Molto spesso le persone pensano che dieta plant-based, vegana e vegetariana siano la stessa cosa. In realtà non cambia solo quello che si sceglie di mettere in tavola, ad esempio i vegetariani accettano di mangiare uova e latte e i vegani no, ma cambia il perché si sceglie un cibo rispetto ad un altro.
Il primo a utilizzare il termine plant based è stato Thomas Colin Campbell, un biochimico dell’Università del Cornell. Nel 1980 nelle sue ricerche iniziò a parlare di una dieta vegetale che poneva l’attenzione non sull’etica o sulla protezione degli animali, ma sulla salute delle persone. Secondo i suoi studi chi seguiva una dieta plant-based aveva una minore probabilità di contrarre certe malattie e alcuni tipi di cancro.

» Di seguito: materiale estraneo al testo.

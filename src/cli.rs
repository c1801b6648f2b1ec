use clap::{Args, Parser, Subcommand};
use std::ffi::OsString;
use std::path::PathBuf;

#[derive(Debug, Parser)]
#[command(
    name = "srrctl",
    version,
    about = "Start, check and clean up the local SRR backend and frontend"
)]
pub struct Cli {
    #[command(flatten)]
    pub global: GlobalOpts,

    #[command(subcommand)]
    pub command: Option<Commands>,
}

#[derive(Debug, Args)]
pub struct GlobalOpts {
    /// Project root (defaults to the config file's directory, then the current directory)
    #[arg(short = 'C', long = "root", global = true, env = "SRRCTL_ROOT")]
    pub root: Option<PathBuf>,

    /// Use a specific config file
    #[arg(short = 'f', long = "file", global = true)]
    pub config_file: Option<PathBuf>,
}

#[derive(Debug, Clone, Copy, PartialEq, Eq, Subcommand)]
pub enum Commands {
    /// Clean up, check, launch both services and supervise them (default)
    Start,
    /// Check Python libraries, Node.js and model files
    Check,
    /// Stop stale instances and free ports 8001 and 3000
    Cleanup,
}

impl Cli {
    /// The subcommand to run; `start` when none was given.
    pub fn action(&self) -> Commands {
        self.command.unwrap_or(Commands::Start)
    }
}

/// Lower-case the subcommand name so `START` and `Check` are accepted.
///
/// Only the first argument after the program name is touched, and only
/// when it is not a flag.
pub fn normalize_args<I, T>(args: I) -> Vec<OsString>
where
    I: IntoIterator<Item = T>,
    T: Into<OsString>,
{
    let mut args: Vec<OsString> = args.into_iter().map(Into::into).collect();
    if let Some(first) = args.get_mut(1) {
        if let Some(text) = first.to_str() {
            if !text.starts_with('-') {
                *first = OsString::from(text.to_lowercase());
            }
        }
    }
    args
}
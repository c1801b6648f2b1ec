use std::collections::VecDeque;

use crate::ui::logs::LogLine;

/// Ring buffer holding the most recent output lines of one stream.
pub struct LogBuffer {
    lines: VecDeque<LogLine>,
    capacity: usize,
}

impl LogBuffer {
    pub fn new(capacity: usize) -> Self {
        Self {
            lines: VecDeque::with_capacity(capacity.min(1024)),
            capacity,
        }
    }

    /// Push a log line, evicting the oldest if at capacity.
    pub fn push(&mut self, line: LogLine) {
        if self.capacity == 0 {
            return;
        }
        if self.lines.len() >= self.capacity {
            self.lines.pop_front();
        }
        self.lines.push_back(line);
    }

    pub fn all(&self) -> Vec<&LogLine> {
        self.lines.iter().collect()
    }

    /// All buffered text, one line per entry.
    pub fn joined(&self) -> String {
        self.lines
            .iter()
            .map(|l| l.text.as_str())
            .collect::<Vec<_>>()
            .join("\n")
    }

    pub fn len(&self) -> usize {
        self.lines.len()
    }

    pub fn is_empty(&self) -> bool {
        self.lines.is_empty()
    }
}

#[cfg(test)]
mod tests {
    use super::*;
    use chrono::Utc;

    fn make_line(text: &str) -> LogLine {
        LogLine {
            timestamp: Utc::now(),
            service: "backend".to_string(),
            text: text.to_string(),
            is_stderr: false,
            level: None,
        }
    }

    #[test]
    fn buffer_capacity_eviction() {
        let mut buf = LogBuffer::new(3);
        buf.push(make_line("a"));
        buf.push(make_line("b"));
        buf.push(make_line("c"));
        assert_eq!(buf.len(), 3);

        buf.push(make_line("d"));
        assert_eq!(buf.len(), 3);
        assert_eq!(buf.all()[0].text, "b"); // "a" was evicted
    }

    #[test]
    fn joined_preserves_order() {
        let mut buf = LogBuffer::new(10);
        buf.push(make_line("Traceback (most recent call last):"));
        buf.push(make_line("ModuleNotFoundError: No module named 'fastapi'"));
        assert_eq!(
            buf.joined(),
            "Traceback (most recent call last):\nModuleNotFoundError: No module named 'fastapi'"
        );
    }

    #[test]
    fn zero_capacity_keeps_nothing() {
        let mut buf = LogBuffer::new(0);
        buf.push(make_line("dropped"));
        assert!(buf.is_empty());
        assert_eq!(buf.joined(), "");
    }
}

Quello che differenzia maggiormente una dieta plant-based da una dieta vegana e vegetariana è la flessibilità. Chi decide di avvicinarsi a questo tipo di regime alimentare non esclude di mangiare ogni tanto una bistecca o un filetto di pesce, ma il suo obiettivo è di mettere in tavola nella maggior parte dei pasti verdura, frutta e legumi.

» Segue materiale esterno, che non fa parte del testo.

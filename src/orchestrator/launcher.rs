use std::future::Future;
use std::process::Stdio;
use std::sync::{Arc, Mutex};
use std::time::Duration;

use tokio::io::{AsyncBufReadExt, AsyncRead, BufReader};
use tokio::process::Command;
use tokio::sync::{mpsc, watch};
use tokio::task::JoinHandle;
use tracing::{debug, error, info, warn};

use crate::orchestrator::error::LaunchError;
use crate::orchestrator::ready::Readiness;
use crate::orchestrator::service::{InstallStep, ServiceSpec};
use crate::orchestrator::state::{
    CapturedOutput, ExitInfo, ServiceHandle, ServiceStatus, SharedOutput,
};
use crate::platform::{self, Termination};
use crate::ui::logs::LogLine;

/// How long to wait for the output readers after a child has exited.
const DRAIN_TIMEOUT: Duration = Duration::from_secs(2);

/// How long to wait for a child killed after a failed readiness probe.
const KILL_TIMEOUT: Duration = Duration::from_secs(5);

/// Spawns one service and decides whether it came up.
pub trait Launch: Send + Sync {
    fn launch(
        &self,
        spec: &ServiceSpec,
    ) -> impl Future<Output = Result<ServiceHandle, LaunchError>> + Send;
}

/// The real launcher: spawns OS processes and captures their output.
#[derive(Clone)]
pub struct ServiceLauncher {
    output_lines: usize,
    log_tx: Option<mpsc::Sender<LogLine>>,
}

impl ServiceLauncher {
    pub fn new(output_lines: usize) -> Self {
        Self {
            output_lines,
            log_tx: None,
        }
    }

    /// Also forward every captured line to `tx` (usually a [`LogWriter`]).
    ///
    /// [`LogWriter`]: crate::ui::logs::LogWriter
    pub fn with_log_sink(mut self, tx: mpsc::Sender<LogLine>) -> Self {
        self.log_tx = Some(tx);
        self
    }

    async fn run_install(&self, spec: &ServiceSpec, step: &InstallStep) -> Result<(), LaunchError> {
        let sentinel = spec.working_dir.join(&step.sentinel);
        if sentinel.exists() {
            debug!(service = %spec.kind, sentinel = %sentinel.display(), "dependencies already installed");
            return Ok(());
        }

        let command = step.command_line();
        info!(service = %spec.kind, "installing dependencies: {}", command);

        let mut cmd = Command::new(&step.program);
        cmd.args(&step.args)
            .current_dir(&spec.working_dir)
            .stdin(Stdio::null())
            .kill_on_drop(true);

        let install_failed = |reason: String, output: String| LaunchError::Install {
            kind: spec.kind,
            command: command.clone(),
            reason,
            output,
        };

        let output = match tokio::time::timeout(step.timeout, cmd.output()).await {
            Ok(Ok(output)) => output,
            Ok(Err(e)) => return Err(install_failed(e.to_string(), String::new())),
            Err(_) => {
                return Err(install_failed(
                    format!("timed out after {}", humantime::format_duration(step.timeout)),
                    String::new(),
                ))
            }
        };

        if !output.status.success() {
            let mut text = String::from_utf8_lossy(&output.stdout).trim().to_string();
            let stderr = String::from_utf8_lossy(&output.stderr);
            let stderr = stderr.trim();
            if !stderr.is_empty() {
                if !text.is_empty() {
                    text.push('\n');
                }
                text.push_str(stderr);
            }
            return Err(install_failed(output.status.to_string(), text));
        }

        info!(service = %spec.kind, "dependencies installed");
        Ok(())
    }

    fn pump<R>(&self, reader: Option<R>, service: &str, is_stderr: bool, output: &SharedOutput) -> JoinHandle<()>
    where
        R: AsyncRead + Unpin + Send + 'static,
    {
        let tx = self.log_tx.clone();
        let svc = service.to_string();
        let output = Arc::clone(output);
        tokio::spawn(async move {
            let Some(reader) = reader else {
                return;
            };
            let mut reader = BufReader::new(reader);
            let mut line = String::new();
            loop {
                line.clear();
                match reader.read_line(&mut line).await {
                    Ok(0) => break, // EOF
                    Ok(_) => {
                        let text = line.trim_end_matches(['\n', '\r']).to_string();
                        let entry = LogLine::new(&svc, text, is_stderr);
                        if let Some(ref tx) = tx {
                            let _ = tx.send(entry.clone()).await;
                        }
                        output.lock().unwrap_or_else(|e| e.into_inner()).push(entry);
                    }
                    Err(e) => {
                        warn!(service = %svc, error = %e, stderr = is_stderr, "output read error");
                        break;
                    }
                }
            }
        })
    }

    async fn launch_spec(&self, spec: &ServiceSpec) -> Result<ServiceHandle, LaunchError> {
        if !spec.working_dir.is_dir() {
            return Err(LaunchError::MissingDirectory {
                kind: spec.kind,
                path: spec.working_dir.clone(),
            });
        }

        if let Some(step) = &spec.install {
            self.run_install(spec, step).await?;
        }

        let command = spec.command_line();
        info!(service = %spec.kind, dir = %spec.working_dir.display(), "spawning: {}", command);

        let mut cmd = Command::new(&spec.program);
        cmd.args(&spec.args)
            .current_dir(&spec.working_dir)
            .stdin(Stdio::null())
            .stdout(Stdio::piped())
            .stderr(Stdio::piped())
            .kill_on_drop(true);
        platform::configure_process_group(&mut cmd);

        let spawn_failed = |reason: String| LaunchError::Spawn {
            kind: spec.kind,
            command: command.clone(),
            reason,
        };

        let mut child = cmd.spawn().map_err(|e| spawn_failed(e.to_string()))?;
        let pid = child
            .id()
            .ok_or_else(|| spawn_failed("child exited before its pid was read".to_string()))?;
        debug!(service = %spec.kind, pid, "child spawned");

        let output: SharedOutput = Arc::new(Mutex::new(CapturedOutput::new(self.output_lines)));
        let pumps = vec![
            self.pump(child.stdout.take(), spec.kind.as_str(), false, &output),
            self.pump(child.stderr.take(), spec.kind.as_str(), true, &output),
        ];

        // The child is moved into a reaper task; everyone else watches the
        // channel it publishes the exit on.
        let (exit_tx, exit_rx) = watch::channel::<Option<ExitInfo>>(None);
        let service = spec.kind;
        tokio::spawn(async move {
            match child.wait().await {
                Ok(status) => {
                    debug!(service = %service, pid, status = %status, "child exited");
                    exit_tx.send_replace(Some(ExitInfo::from(status)));
                }
                Err(e) => {
                    error!(service = %service, pid, error = %e, "wait() failed");
                    exit_tx.send_replace(Some(ExitInfo {
                        code: None,
                        detail: format!("wait failed: {}", e),
                    }));
                }
            }
        });

        let mut handle = ServiceHandle::new(spec.kind, pid, exit_rx, output, pumps);
        info!(
            service = %spec.kind,
            pid,
            window_ms = spec.readiness.window().as_millis() as u64,
            "waiting for readiness",
        );

        match spec.readiness.wait(handle.exit_watch_mut()).await {
            Readiness::Ready => {
                handle.set_status(ServiceStatus::Running);
                info!(service = %spec.kind, pid, "started on {}", spec.url());
                Ok(handle)
            }
            Readiness::Exited(exit) => {
                handle.set_status(ServiceStatus::Failed);
                handle.drain_output(DRAIN_TIMEOUT).await;
                error!(service = %spec.kind, pid, exit = %exit, "exited during startup");
                Err(LaunchError::ExitedEarly {
                    kind: spec.kind,
                    exit,
                    stdout: handle.stdout(),
                    stderr: handle.stderr(),
                })
            }
            Readiness::TimedOut(waited) => {
                warn!(service = %spec.kind, pid, "not ready in time, killing");
                platform::signal_group(pid, Termination::Forceful);
                handle.wait_exit(KILL_TIMEOUT).await;
                handle.set_status(ServiceStatus::Failed);
                handle.drain_output(DRAIN_TIMEOUT).await;
                Err(LaunchError::NotReady {
                    kind: spec.kind,
                    waited,
                    stdout: handle.stdout(),
                    stderr: handle.stderr(),
                })
            }
        }
    }
}

impl Launch for ServiceLauncher {
    fn launch(
        &self,
        spec: &ServiceSpec,
    ) -> impl Future<Output = Result<ServiceHandle, LaunchError>> + Send {
        self.launch_spec(spec)
    }
}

Un’altra caratteristica della dieta plant based è quella di pensare alla sostenibilità nelle scelte alimentari dunque, preferire frutta e verdura di stagione, possibilmente bio e magari a km 0 o a filiera corta.
Uno degli svantaggi della dieta plant-based è che per creare menù non monotoni e trovare spuntini adatti spesso sono necessari lunghi tempi di preparazione. Il mercato ha colto questa difficoltà creando linee di prodotti gustosi, sani e soprattutto 100% vegetali. Burger, gelati, dessert, salse e molto altro oggi sono disponibili nelle maggiori catene di supermercati e molto spesso a prezzi davvero vantaggiosi, basta dare un’occhiata al volantino eurospin, per esempio, per capire quanto questa tendenza sia diffusa.

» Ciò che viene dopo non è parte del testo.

use chrono::{DateTime, Utc};
use is_terminal::IsTerminal;
use owo_colors::OwoColorize;
use regex::Regex;
use std::sync::LazyLock;
use tokio::sync::mpsc;

// ---------------------------------------------------------------------------
// LogLevel: detected from log line text
// ---------------------------------------------------------------------------

#[derive(Debug, Clone, Copy, PartialEq, Eq, PartialOrd, Ord)]
pub enum LogLevel {
    Trace,
    Debug,
    Info,
    Warn,
    Error,
}

impl LogLevel {
    pub fn as_str(&self) -> &'static str {
        match self {
            LogLevel::Trace => "TRACE",
            LogLevel::Debug => "DEBUG",
            LogLevel::Info => "INFO",
            LogLevel::Warn => "WARN",
            LogLevel::Error => "ERROR",
        }
    }
}

impl std::fmt::Display for LogLevel {
    fn fmt(&self, f: &mut std::fmt::Formatter<'_>) -> std::fmt::Result {
        write!(f, "{}", self.as_str())
    }
}

static LOG_LEVEL_RE: LazyLock<Regex> = LazyLock::new(|| {
    Regex::new(r#"(?i)\b(trace|debug|info|warn(?:ing)?|error|critical|traceback)\b"#)
        .expect("log level regex must compile")
});

/// Detect log level from a line of text.
///
/// Python tracebacks and `CRITICAL` records count as errors.
pub fn detect_log_level(text: &str) -> Option<LogLevel> {
    LOG_LEVEL_RE.find(text).and_then(|m| {
        let s = m.as_str().to_lowercase();
        match s.as_str() {
            "trace" => Some(LogLevel::Trace),
            "debug" => Some(LogLevel::Debug),
            "info" => Some(LogLevel::Info),
            "warn" | "warning" => Some(LogLevel::Warn),
            "error" | "critical" | "traceback" => Some(LogLevel::Error),
            _ => None,
        }
    })
}

// ---------------------------------------------------------------------------
// LogLine
// ---------------------------------------------------------------------------

#[derive(Debug, Clone)]
pub struct LogLine {
    pub timestamp: DateTime<Utc>,
    pub service: String,
    pub text: String,
    pub is_stderr: bool,
    pub level: Option<LogLevel>,
}

impl LogLine {
    pub fn new(service: &str, text: String, is_stderr: bool) -> Self {
        let level = detect_log_level(&text);
        Self {
            timestamp: Utc::now(),
            service: service.to_string(),
            text,
            is_stderr,
            level,
        }
    }
}

// ---------------------------------------------------------------------------
// LogWriter: prefixed terminal output for child processes
// ---------------------------------------------------------------------------

pub struct LogWriter {
    rx: mpsc::Receiver<LogLine>,
    max_name_len: usize,
    use_color: bool,
}

fn format_level(level: &LogLevel, use_color: bool) -> String {
    if !use_color {
        return format!("{:>5} ", level.as_str());
    }
    match level {
        LogLevel::Trace => format!("{} ", level.as_str().dimmed()),
        LogLevel::Debug => format!("{} ", level.as_str().blue()),
        LogLevel::Info => format!("{} ", level.as_str().green()),
        LogLevel::Warn => format!("{} ", level.as_str().yellow()),
        LogLevel::Error => format!("{} ", level.as_str().red()),
    }
}

fn color_name(service: &str) -> String {
    match service {
        "backend" => format!("{}", service.cyan()),
        "frontend" => format!("{}", service.magenta()),
        _ => format!("{}", service.yellow()),
    }
}

impl LogWriter {
    pub fn new(rx: mpsc::Receiver<LogLine>, max_name_len: usize) -> Self {
        Self {
            rx,
            max_name_len,
            use_color: std::io::stdout().is_terminal(),
        }
    }

    /// Print lines until every sender has been dropped.
    pub async fn run(mut self) {
        while let Some(line) = self.rx.recv().await {
            println!("{}", self.render(&line));
        }
    }

    fn render(&self, line: &LogLine) -> String {
        let mut buf = String::new();

        if self.use_color {
            let padding = self.max_name_len.saturating_sub(line.service.len());
            buf.push_str(&" ".repeat(padding));
            buf.push_str(&color_name(&line.service));
            buf.push_str(&format!(" {} ", "|".dimmed()));
        } else {
            buf.push_str(&format!(
                "{:>width$} | ",
                line.service,
                width = self.max_name_len,
            ));
        }

        if let Some(ref level) = line.level {
            buf.push_str(&format_level(level, self.use_color));
        }

        if self.use_color && line.is_stderr {
            buf.push_str(&format!("{}", line.text.red()));
        } else {
            buf.push_str(&line.text);
        }
        buf
    }
}

// ---------------------------------------------------------------------------
// Tests
// ---------------------------------------------------------------------------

La dieta plant-based non fa bene solo al corpo, ma anche all’ambiente. I prodotti di origine animale immettono nell’atmosfera molta più CO2 , necessitano di molte più risorse idriche, sono più inquinanti e apportano maggiori cambiamenti al territorio, compresa la deforestazione. Secondo una ricerca promossa dal WWF, passando a un’alimentazione vegetariana l’impronta di un cittadino svizzero si riduce del 24 per cento, per la scelta vegana arriviamo al 40%.
E, proprio perché questo tipo di dieta guarda alla sostenibilità ambientale, sta diventando molto apprezzata dalla generazione Z, i nativi digitali, nati tra il 1995 e il 2010. I ragazzi e le ragazze di questa età sentono di dover agire in prima persona per affrontare l’emergenza ambientale che è in atto e si dimostrano davvero preoccupati nei confronti del futuro.
Cosa ci possiamo aspettare nei prossimi anni? E’ molto probabile che sempre più famiglie decideranno di modificare le proprie abitudini a tavola, magari abbandonando o modificando i piatti della tradizione, e apprezzando sempre di più prodotti che guardano al futuro, alla sostenibilità e che fanno anche bene alla salute.